[NHCOLL-L:5550] Re: Crowdsourcing labels

Penny Berents Penny.Berents at austmus.gov.au
Wed Jul 13 20:22:10 EDT 2011


Hi Doug,
At the AM we are attempting to do exactly the analysis that you describe. We are running a pilot project based on our cicada collection and with support from the ALA. We have a team of trained volunteers who take images of the specimens and labels and assign a unique identifier (registration number). 
We have had assistance from the ALA to employ volunteer coordinators and to develop the web portal. 
The assessment at the end of the pilot will examine the real costs of the project and the uptake by 'virtual volunteers' to transcribe labels.
Cheers
Penny

Dr Penny Berents
Head of Natural Science Collections

Australian Museum
6 College Street Sydney NSW 2010 Australia 
t 61 2 9320 6134   f 61 2 9320 6210
www.australianmuseum.net.au

Inspiring the exploration of nature and cultures




-----Original Message-----
From: owner-nhcoll-l at lists.yale.edu [mailto:owner-nhcoll-l at lists.yale.edu] On Behalf Of Doug Yanega
Sent: Thursday, 14 July 2011 4:27 AM
To: christopher.norris at yale.edu
Cc: NHCOLL-L at lists.yale.edu
Subject: [NHCOLL-L:5547] Re: Crowdsourcing labels

Chris Norris wrote:

>Would you consider using crowdsourcing methods to transcribe 
>handwritten specimen labels? Are you horrified by the idea? Do you 
>have any idea what crowdsourcing is?
>
>Rob Guralnick from the University of Colorado is looking for 
>feedback on this issue from the collections community.
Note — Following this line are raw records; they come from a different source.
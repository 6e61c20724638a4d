use super::{joined, require, BuiltinRegistry};
use crate::error::{ShellError, ShellResult};
use sha1::Sha1;
use sha2::{Digest, Sha256, Sha512};

/// Algorithms `hash` and `checksum` accept by name.
const ALGORITHMS: [&str; 4] = ["md5", "sha1", "sha256", "sha512"];
const DEFAULT_ALGORITHM: &str = "sha256";
const MAX_CHECKSUM_BYTES: u64 = 1 << 30;

/// Lowercase hex digest of `input`, or `None` for an unknown algorithm.
fn digest(algorithm: &str, input: &[u8]) -> Option<String> {
    let hex = match algorithm {
        "md5" => format!("{:x}", md5::compute(input)),
        "sha1" => format!("{:x}", Sha1::digest(input)),
        "sha256" => format!("{:x}", Sha256::digest(input)),
        "sha512" => format!("{:x}", Sha512::digest(input)),
        _ => return None,
    };
    Some(hex)
}

fn known(algorithm: &str) -> ShellResult<&str> {
    if ALGORITHMS.contains(&algorithm) {
        Ok(algorithm)
    } else {
        Err(ShellError::invalid(format!(
            "unknown algorithm '{algorithm}', expected one of {}",
            ALGORITHMS.join(", ")
        )))
    }
}

fn register_digest(r: &mut BuiltinRegistry, algorithm: &'static str, description: &str) {
    r.register(algorithm, description, &format!("{algorithm} TEXT"), move |a: &[String]| {
        digest(algorithm, joined(a).as_bytes())
            .ok_or_else(|| ShellError::invalid(format!("unknown algorithm '{algorithm}'")))
    });
}

pub(super) fn register(r: &mut BuiltinRegistry) {
    register_digest(r, "md5", "MD5 digest as hex");
    register_digest(r, "sha1", "SHA-1 digest as hex");
    register_digest(r, "sha256", "SHA-256 digest as hex");
    register_digest(r, "sha512", "SHA-512 digest as hex");

    r.register(
        "hash",
        "Digest with a named algorithm (default sha256)",
        "hash [md5|sha1|sha256|sha512] TEXT",
        |a: &[String]| {
            // A leading algorithm name only counts when text follows it.
            let (algorithm, text) = match a.split_first() {
                Some((algo, rest)) if !rest.is_empty() && ALGORITHMS.contains(&algo.as_str()) => {
                    (algo.as_str(), joined(rest))
                }
                _ => (DEFAULT_ALGORITHM, joined(a)),
            };
            digest(algorithm, text.as_bytes())
                .ok_or_else(|| ShellError::invalid(format!("unknown algorithm '{algorithm}'")))
        },
    );
    r.register(
        "checksum",
        "Digest of a file's contents (default sha256)",
        "checksum FILE [ALGORITHM]",
        |a: &[String]| {
            require(a, 1, "checksum FILE [ALGORITHM]")?;
            let algorithm = known(a.get(1).map_or(DEFAULT_ALGORITHM, String::as_str))?;
            if std::fs::metadata(&a[0])?.len() > MAX_CHECKSUM_BYTES {
                return Err(ShellError::invalid(format!("'{}' is too large to hash", a[0])));
            }
            let content = std::fs::read(&a[0])?;
            digest(algorithm, &content)
                .ok_or_else(|| ShellError::invalid(format!("unknown algorithm '{algorithm}'")))
        },
    );
}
You can read 
>more about it, and comment, by following this link:
>
>http://soyouthinkyoucandigitize.wordpress.com/2011/07/11/old-weathers-crowd-and-the-challenge-of-digitization/

Being in charge of a massive label transcription project, it may not 
surprise you that I have a question that I see as crucial, but is not 
discussed on the webpage linked, nor by Penny's follow-up regarding 
ALA.

Specifically: a crowdsourcing project requires, as an absolute first 
step, that each and every unit (in this case, a specimen plus its 
labels) gets (1) assigned a unique identifying label if it does not 
already have one, and (2) has its existing labels removed (generally 
- this might be different with herbarium sheets), photographed, and 
then placed back with the specimen.

The time, effort, and expense in getting just this first step done is 
not trivial. It is so non-trivial, in fact, that I have to wonder 
whether anyone has ever done an actual budgetary analysis that 
compares the cost of taking all of those digital images (especially 
the labor cost) with the alternative; namely, that instead of paying 
a technician X amount per hour to handle specimens and photograph 
labels, that technician is paid to handle specimens and simply 
transcribe the labels.

Note that the crowdsourcing effort is not cost-free; there are 
considerable expenses designing, creating and maintaining the 
specialized infrastructure that supports it (*not* counting the 
underlying database), right down to the need to pay someone to write 
instructions for the volunteers to follow, and those expenses have no 
parallel in a project that simply hires technicians to enter data 
directly.

Accordingly, the comparative costs are not something simple and 
straightforward to establish.

Let's say project X hires a technician to take photographs, and this 
technician manages to process 100 specimens per hour. The cost of 
this step *per specimen* is not simply 1/100th of their hourly 
salary, but must also include the investment in the camera and 
software used to take the photos and put them online. The next step, 
serving those images to volunteers and having them transcribe the 
label data, even if the volunteer labor is free, requires the 
personnel to design, create and maintain it, as noted above (people 
who may be making hourly salaries, in some cases). That also adds to 
the cost per specimen.

Now, how does one compare that to project Y where a technician simply 
sits down and types in label data, at a rate of 50 specimens per 
hour? Which project is more cost-effective? It *might* be project Y, 
since it has far fewer expenses. It might depend rather heavily on 
the scale; a project involving only 50,000 specimens versus one that 
involves 500,000 will give much worse payoffs for "up-front" 
infrastructure investments, for example.

So, who, if anyone, has ever crunched the proper numbers to determine 
which approach is more cost-effective?

Sincerely,
-- 

Doug Yanega        Dept. of Entomology         Entomology Research Museum
Univ. of California, Riverside, CA 92521-0314        skype: dyanega
phone: (951) 827-4315 (standard disclaimer: opinions are mine, not UCR's)
              http://cache.ucr.edu/~heraty/yanega.html
   "There are some enterprises in which a careful disorderliness
         is the true method" - Herman Melville, Moby Dick, Chap. 82

#####################################################################################
This e-mail message has been scanned for Viruses and Content and cleared 
by MailMarshal
#####################################################################################

Rituals of Seduction: Birds of Paradise
Are we more alike than you think?
Exhibition 9 April – 7 August 2011



The Australian Museum.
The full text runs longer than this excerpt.